*Work request:* Could you please retype all of the entries exactly as they appear?

Collection entries
= Beginning of Section =

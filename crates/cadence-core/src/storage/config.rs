//! TOML-based application configuration.
//!
//! Stores:
//! - Engine timing knobs (retention windows, purchase jitter, tick cadence)
//! - Calendar-day boundary offset
//! - Storage locations (cache database, catalog file)
//!
//! Configuration is stored at `~/.config/cadence/config.toml`.

use std::path::PathBuf;

use serde::{Deserialize, Serialize};

use super::data_dir;
use crate::cache::CacheRetention;
use crate::error::ConfigError;

/// Engine configuration.
#[derive(Debug, Clone, PartialEq, Serialize, Deserialize)]
pub struct EngineConfig {
    /// Assignment history older than this is pruned on read.
    #[serde(default = "default_assignment_retention_hours")]
    pub assignment_retention_hours: i64,
    /// Completion records older than this no longer anchor cooldowns.
    #[serde(default = "default_completion_retention_days")]
    pub completion_retention_days: i64,
    /// Bound of the random offset applied to synthesized purchase timings.
    #[serde(default = "default_purchase_jitter_secs")]
    pub purchase_jitter_secs: u64,
    /// Mixed into the jitter seed; change it to reshuffle purchase timings.
    #[serde(default)]
    pub jitter_salt: String,
    /// Re-evaluation cadence for `watch`.
    #[serde(default = "default_tick_interval_ms")]
    pub tick_interval_ms: u64,
    /// Offset from UTC at which the calendar day rolls over.
    #[serde(default)]
    pub utc_offset_hours: i32,
}

/// Storage configuration.
#[derive(Debug, Clone, PartialEq, Serialize, Deserialize)]
pub struct StorageConfig {
    /// Cache database file name, inside the data directory.
    #[serde(default = "default_database_file")]
    pub database_file: String,
    /// Catalog file used by the CLI gateway. Relative paths resolve against the data directory.
    #[serde(default = "default_catalog_file")]
    pub catalog_file: String,
}

/// Application configuration.
///
/// Serialized to/from TOML at `~/.config/cadence/config.toml`.
#[derive(Debug, Clone, PartialEq, Serialize, Deserialize, Default)]
pub struct Config {
    #[serde(default)]
    pub engine: EngineConfig,
    #[serde(default)]
    pub storage: StorageConfig,
}

fn default_assignment_retention_hours() -> i64 {
    24
}
fn default_completion_retention_days() -> i64 {
    7
}
fn default_purchase_jitter_secs() -> u64 {
    30
}
fn default_tick_interval_ms() -> u64 {
    1000
}
fn default_database_file() -> String {
    "cadence.db".into()
}
fn default_catalog_file() -> String {
    "catalog.json".into()
}

impl Default for EngineConfig {
    fn default() -> Self {
        Self {
            assignment_retention_hours: default_assignment_retention_hours(),
            completion_retention_days: default_completion_retention_days(),
            purchase_jitter_secs: default_purchase_jitter_secs(),
            jitter_salt: String::new(),
            tick_interval_ms: default_tick_interval_ms(),
            utc_offset_hours: 0,
        }
    }
}

impl Default for StorageConfig {
    fn default() -> Self {
        Self {
            database_file: default_database_file(),
            catalog_file: default_catalog_file(),
        }
    }
}

impl EngineConfig {
    pub fn retention(&self) -> CacheRetention {
        CacheRetention {
            assignment_hours: self.assignment_retention_hours,
            completion_days: self.completion_retention_days,
        }
    }
}

impl Config {
    fn get_json_value_by_path<'a>(
        root: &'a serde_json::Value,
        key: &str,
    ) -> Option<&'a serde_json::Value> {
        if key.is_empty() {
            return None;
        }

        let mut current = root;
        for part in key.split('.') {
            current = current.get(part)?;
        }
        Some(current)
    }

    fn set_json_value_by_path(
        root: &mut serde_json::Value,
        key: &str,
        value: &str,
    ) -> Result<(), ConfigError> {
        let unknown = || ConfigError::UnknownKey(key.to_string());
        let invalid = |message: String| ConfigError::InvalidValue {
            key: key.to_string(),
            message,
        };

        let mut parts = key.split('.').peekable();
        if parts.peek().is_none() || key.is_empty() {
            return Err(unknown());
        }

        let mut current = root;
        while let Some(part) = parts.next() {
            let is_leaf = parts.peek().is_none();
            if is_leaf {
                let obj = current.as_object_mut().ok_or_else(unknown)?;
                let existing = obj.get(part).ok_or_else(unknown)?;

                let new_value = match existing {
                    serde_json::Value::Bool(_) => serde_json::Value::Bool(
                        value.parse::<bool>().map_err(|e| invalid(e.to_string()))?,
                    ),
                    serde_json::Value::Number(_) => {
                        if let Ok(n) = value.parse::<i64>() {
                            serde_json::Value::Number(n.into())
                        } else {
                            return Err(invalid(format!("cannot parse '{value}' as integer")));
                        }
                    }
                    serde_json::Value::Object(_) | serde_json::Value::Array(_) => {
                        return Err(invalid("cannot set a section, set one of its keys".into()));
                    }
                    _ => serde_json::Value::String(value.into()),
                };

                obj.insert(part.to_string(), new_value);
                return Ok(());
            }

            current = current.get_mut(part).ok_or_else(unknown)?;
        }

        Err(unknown())
    }

    pub fn path() -> Result<PathBuf, ConfigError> {
        data_dir()
            .map(|dir| dir.join("config.toml"))
            .map_err(|e| ConfigError::LoadFailed {
                path: PathBuf::from("config.toml"),
                message: e.to_string(),
            })
    }

    /// Load from disk or return default.
    ///
    /// # Errors
    ///
    /// Returns an error if the config file exists but cannot be parsed,
    /// or if the default config cannot be written to disk.
    pub fn load() -> Result<Self, ConfigError> {
        let path = Self::path()?;
        match std::fs::read_to_string(&path) {
            Ok(content) => toml::from_str(&content).map_err(|e| ConfigError::LoadFailed {
                path,
                message: e.to_string(),
            }),
            Err(_) => {
                let cfg = Self::default();
                cfg.save()?;
                Ok(cfg)
            }
        }
    }

    /// Persist to disk.
    ///
    /// # Errors
    ///
    /// Returns an error if the config cannot be serialized or written to disk.
    pub fn save(&self) -> Result<(), ConfigError> {
        let path = Self::path()?;
        let content = toml::to_string_pretty(self).map_err(|e| ConfigError::SaveFailed {
            path: path.clone(),
            message: e.to_string(),
        })?;
        std::fs::write(&path, content).map_err(|e| ConfigError::SaveFailed {
            path,
            message: e.to_string(),
        })
    }

    /// Get a config value as string by dot-separated key.
    pub fn get(&self, key: &str) -> Option<String> {
        let json = serde_json::to_value(self).ok()?;
        let val = Self::get_json_value_by_path(&json, key)?;
        match val {
            serde_json::Value::String(s) => Some(s.clone()),
            other => Some(other.to_string()),
        }
    }

    /// Set a config value by key and persist. Returns error if key is unknown.
    ///
    /// # Errors
    ///
    /// Returns an error if the key is unknown, the value cannot be parsed,
    /// or the config cannot be saved.
    pub fn set(&mut self, key: &str, value: &str) -> Result<(), ConfigError> {
        self.apply(key, value)?;
        self.save()
    }

    /// Set a config value in memory only.
    pub fn apply(&mut self, key: &str, value: &str) -> Result<(), ConfigError> {
        let mut json = serde_json::to_value(&*self).map_err(|e| ConfigError::InvalidValue {
            key: key.to_string(),
            message: e.to_string(),
        })?;
        Self::set_json_value_by_path(&mut json, key, value)?;
        *self = serde_json::from_value(json).map_err(|e| ConfigError::InvalidValue {
            key: key.to_string(),
            message: e.to_string(),
        })?;
        Ok(())
    }

    /// Absolute catalog path.
    pub fn catalog_path(&self) -> Result<PathBuf, ConfigError> {
        let path = PathBuf::from(&self.storage.catalog_file);
        if path.is_absolute() {
            return Ok(path);
        }
        data_dir()
            .map(|dir| dir.join(path))
            .map_err(|e| ConfigError::LoadFailed {
                path: PathBuf::from(&self.storage.catalog_file),
                message: e.to_string(),
            })
    }

    /// Load from disk, returning default on error.
    /// This is a convenience method that never fails.
    pub fn load_or_default() -> Self {
        Self::load().unwrap_or_default()
    }
}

= End of Section =

*The answer:*
filename crates/cadence-core/src/storage/config.rs
//! TOML-based application configuration.
//!
//! Stores:
//! - Engine timing knobs (retention windows, purchase jitter, tick cadence)
//! - Calendar-day boundary offset
//! - Storage locations (cache database, catalog file)
//!
//! Configuration is stored at `~/.config/cadence/config.toml`.

use std::path::PathBuf;

use serde::{Deserialize, Serialize};

use super::data_dir;
use crate::cache::CacheRetention;
use crate::error::ConfigError;

/// Engine configuration.
#[derive(Debug, Clone, PartialEq, Serialize, Deserialize)]
pub struct EngineConfig {
    /// Assignment history older than this is pruned on read.
    #[serde(default = "default_assignment_retention_hours")]
    pub assignment_retention_hours: i64,
    /// Completion records older than this no longer anchor cooldowns.
    #[serde(default = "default_completion_retention_days")]
    pub completion_retention_days: i64,
    /// Bound of the random offset applied to synthesized purchase timings.
    #[serde(default = "default_purchase_jitter_secs")]
    pub purchase_jitter_secs: u64,
    /// Mixed into the jitter seed; change it to reshuffle purchase timings.
    #[serde(default)]
    pub jitter_salt: String,
    /// Re-evaluation cadence for `watch`.
    #[serde(default = "default_tick_interval_ms")]
    pub tick_interval_ms: u64,
    /// Offset from UTC at which the calendar day rolls over.
    #[serde(default)]
    pub utc_offset_hours: i32,
}

/// Storage configuration.
#[derive(Debug, Clone, PartialEq, Serialize, Deserialize)]
pub struct StorageConfig {
    /// Cache database file name, inside the data directory.
    #[serde(default = "default_database_file")]
    pub database_file: String,
    /// Catalog file used by the CLI gateway. Relative paths resolve against the data directory.
    #[serde(default = "default_catalog_file")]
    pub catalog_file: String,
}

/// Application configuration.
///
/// Serialized to/from TOML at `~/.config/cadence/config.toml`.
#[derive(Debug, Clone, PartialEq, Serialize, Deserialize, Default)]
pub struct Config {
    #[serde(default)]
    pub engine: EngineConfig,
    #[serde(default)]
    pub storage: StorageConfig,
}

fn default_assignment_retention_hours() -> i64 {
    24
}
fn default_completion_retention_days() -> i64 {
    7
}
fn default_purchase_jitter_secs() -> u64 {
    30
}
fn default_tick_interval_ms() -> u64 {
    1000
}
fn default_database_file() -> String {
    "cadence.db".into()
}
fn default_catalog_file() -> String {
    "catalog.json".into()
}

impl Default for EngineConfig {
    fn default() -> Self {
        Self {
            assignment_retention_hours: default_assignment_retention_hours(),
            completion_retention_days: default_completion_retention_days(),
            purchase_jitter_secs: default_purchase_jitter_secs(),
            jitter_salt: String::new(),
            tick_interval_ms: default_tick_interval_ms(),
            utc_offset_hours: 0,
        }
    }
}

impl Default for StorageConfig {
    fn default() -> Self {
        Self {
            database_file: default_database_file(),
            catalog_file: default_catalog_file(),
        }
    }
}

impl EngineConfig {
    pub fn retention(&self) -> CacheRetention {
        CacheRetention {
            assignment_hours: self.assignment_retention_hours,
            completion_days: self.completion_retention_days,
        }
    }
}

impl Config {
    fn get_json_value_by_path<'a>(
        root: &'a serde_json::Value,
        key: &str,
    ) -> Option<&'a serde_json::Value> {
        if key.is_empty() {
            return None;
        }

        let mut current = root;
        for part in key.split('.') {
            current = current.get(part)?;
        }
        Some(current)
    }

    fn set_json_value_by_path(
        root: &mut serde_json::Value,
        key: &str,
        value: &str,
    ) -> Result<(), ConfigError> {
        let unknown = || ConfigError::UnknownKey(key.to_string());
        let invalid = |message: String| ConfigError::InvalidValue {
            key: key.to_string(),
            message,
        };

        let mut parts = key.split('.').peekable();
        if parts.peek().is_none() || key.is_empty() {
            return Err(unknown());
        }

        let mut current = root;
        while let Some(part) = parts.next() {
            let is_leaf = parts.peek().is_none();
            if is_leaf {
                let obj = current.as_object_mut().ok_or_else(unknown)?;
                let existing = obj.get(part).ok_or_else(unknown)?;

                let new_value = match existing {
                    serde_json::Value::Bool(_) => serde_json::Value::Bool(
                        value.parse::<bool>().map_err(|e| invalid(e.to_string()))?,
                    ),
                    serde_json::Value::Number(_) => {
                        if let Ok(n) = value.parse::<i64>() {
                            serde_json::Value::Number(n.into())
                        } else {
                            return Err(invalid(format!("cannot parse '{value}' as integer")));
                        }
                    }
                    serde_json::Value::Object(_) | serde_json::Value::Array(_) => {
                        return Err(invalid("cannot set a section, set one of its keys".into()));
                    }
                    _ => serde_json::Value::String(value.into()),
                };

                obj.insert(part.to_string(), new_value);
                return Ok(());
            }

            current = current.get_mut(part).ok_or_else(unknown)?;
        }

        Err(unknown())
    }

    pub fn path() -> Result<PathBuf, ConfigError> {
        data_dir()
            .map(|dir| dir.join("config.toml"))
            .map_err(|e| ConfigError::LoadFailed {
                path: PathBuf::from("config.toml"),
                message: e.to_string(),
            })
    }

    /// Load from disk or return default.
    ///
    /// # Errors
    ///
    /// Returns an error if the config file exists but cannot be parsed,
    /// or if the default config cannot be written to disk.
    pub fn load() -> Result<Self, ConfigError> {
        let path = Self::path()?;
        match std::fs::read_to_string(&path) {
            Ok(content) => toml::from_str(&content).map_err(|e| ConfigError::LoadFailed {
                path,
                message: e.to_string(),
            }),
            Err(_) => {
                let cfg = Self::default();
                cfg.save()?;
                Ok(cfg)
            }
        }
    }

    /// Persist to disk.
    ///
    /// # Errors
    ///
    /// Returns an error if the config cannot be serialized or written to disk.
    pub fn save(&self) -> Result<(), ConfigError> {
        let path = Self::path()?;
        let content = toml::to_string_pretty(self).map_err(|e| ConfigError::SaveFailed {
            path: path.clone(),
            message: e.to_string(),
        })?;
        std::fs::write(&path, content).map_err(|e| ConfigError::SaveFailed {
            path,
            message: e.to_string(),
        })
    }

    /// Get a config value as string by dot-separated key.
    pub fn get(&self, key: &str) -> Option<String> {
        let json = serde_json::to_value(self).ok()?;
        let val = Self::get_json_value_by_path(&json, key)?;
        match val {
            serde_json::Value::String(s) => Some(s.clone()),
            other => Some(other.to_string()),
        }
    }

    /// Set a config value by key and persist. Returns error if key is unknown.
    ///
    /// # Errors
    ///
    /// Returns an error if the key is unknown, the value cannot be parsed,
    /// or the config cannot be saved.
    pub fn set(&mut self, key: &str, value: &str) -> Result<(), ConfigError> {
        self.apply(key, value)?;
        self.save()
    }

    /// Set a config value in memory only.
    pub fn apply(&mut self, key: &str, value: &str) -> Result<(), ConfigError> {
        let mut json = serde_json::to_value(&*self).map_err(|e| ConfigError::InvalidValue {
            key: key.to_string(),
            message: e.to_string(),
        })?;
        Self::set_json_value_by_path(&mut json, key, value)?;
        *self = serde_json::from_value(json).map_err(|e| ConfigError::InvalidValue {
            key: key.to_string(),
            message: e.to_string(),
        })?;
        Ok(())
    }

    /// Absolute catalog path.
    pub fn catalog_path(&self) -> Result<PathBuf, ConfigError> {
        let path = PathBuf::from(&self.storage.catalog_file);
        if path.is_absolute() {
            return Ok(path);
        }
        data_dir()
            .map(|dir| dir.join(path))
            .map_err(|e| ConfigError::LoadFailed {
                path: PathBuf::from(&self.storage.catalog_file),
                message: e.to_string(),
            })
    }

    /// Load from disk, returning default on error.
    /// This is a convenience method that never fails.
    pub fn load_or_default() -> Self {
        Self::load().unwrap_or_default()
    }
}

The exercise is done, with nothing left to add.